Records supplied>
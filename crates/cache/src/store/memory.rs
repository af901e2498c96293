//! In-memory snapshot store for testing.

use crate::error::{ErrorKind, Result};
use crate::models::{CatalogSnapshot, SnapshotKey};
use crate::store::SnapshotStore;
use async_trait::async_trait;
use std::collections::HashMap;
use std::sync::Mutex;
use std::sync::atomic::{AtomicBool, AtomicUsize, Ordering};

/// In-memory snapshot store.
///
/// Counts writes and can be told to fail reads or writes, to exercise the
/// paths where the cache is unavailable.
#[derive(Default)]
pub struct MemoryStore {
    snapshots: Mutex<HashMap<SnapshotKey, CatalogSnapshot>>,
    puts: AtomicUsize,
    fail_get: AtomicBool,
    fail_put: AtomicBool,
}

impl MemoryStore {
    pub fn new() -> Self {
        Self::default()
    }

    /// Make every subsequent read fail (or succeed again).
    pub fn set_fail_get(&self, fail: bool) {
        self.fail_get.store(fail, Ordering::SeqCst);
    }

    /// Make every subsequent write fail (or succeed again).
    pub fn set_fail_put(&self, fail: bool) {
        self.fail_put.store(fail, Ordering::SeqCst);
    }

    /// Number of successful writes so far.
    pub fn puts(&self) -> usize {
        self.puts.load(Ordering::SeqCst)
    }

    /// Number of snapshots currently stored.
    pub fn len(&self) -> usize {
        self.snapshots.lock().map(|snapshots| snapshots.len()).unwrap_or_default()
    }

    pub fn is_empty(&self) -> bool {
        self.len() == 0
    }

    fn lock(&self) -> Result<std::sync::MutexGuard<'_, HashMap<SnapshotKey, CatalogSnapshot>>> {
        self.snapshots.lock().map_err(|_| exn::Exn::from(ErrorKind::Io))
    }
}

#[async_trait]
impl SnapshotStore for MemoryStore {
    fn name(&self) -> &str {
        "memory"
    }

    async fn get(&self, key: &SnapshotKey) -> Result<Option<CatalogSnapshot>> {
        if self.fail_get.load(Ordering::SeqCst) {
            exn::bail!(ErrorKind::Io);
        }
        Ok(self.lock()?.get(key).cloned())
    }

    async fn put(&self, snapshot: &CatalogSnapshot) -> Result<()> {
        if self.fail_put.load(Ordering::SeqCst) {
            exn::bail!(ErrorKind::Io);
        }
        self.lock()?.insert(snapshot.key.clone(), snapshot.clone());
        self.puts.fetch_add(1, Ordering::SeqCst);
        Ok(())
    }

    async fn invalidate(&self, key: &SnapshotKey) -> Result<bool> {
        Ok(self.lock()?.remove(key).is_some())
    }

    async fn clear(&self) -> Result<u64> {
        let mut snapshots = self.lock()?;
        let removed = snapshots.len() as u64;
        snapshots.clear();
        Ok(removed)
    }
}

#[cfg(test)]
mod tests {
    use super::*;
    use crate::models::FolderDescriptor;

    #[tokio::test]
    async fn test_round_trip_and_counters() {
        let store = MemoryStore::new();
        let snapshot = CatalogSnapshot::new(SnapshotKey::new("", 0), vec![FolderDescriptor::new("a", 1)]);
        store.put(&snapshot).await.unwrap();
        assert_eq!(store.get(&snapshot.key).await.unwrap(), Some(snapshot.clone()));
        assert_eq!(store.puts(), 1);
        assert_eq!(store.clear().await.unwrap(), 1);
        assert!(store.is_empty());
    }

    #[tokio::test]
    async fn test_injected_failures() {
        let store = MemoryStore::new();
        let snapshot = CatalogSnapshot::new(SnapshotKey::new("", 0), vec![]);
        store.set_fail_put(true);
        assert!(store.put(&snapshot).await.is_err());
        assert_eq!(store.puts(), 0);
        store.set_fail_put(false);
        store.put(&snapshot).await.unwrap();
        store.set_fail_get(true);
        assert!(store.get(&snapshot.key).await.is_err());
    }
}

What this task involves> If a line in the data holds the string "MemoryStore", copy that line.

Your solution>
pub struct MemoryStore {
impl MemoryStore {
impl SnapshotStore for MemoryStore {
        let store = MemoryStore::new();
        let store = MemoryStore::new();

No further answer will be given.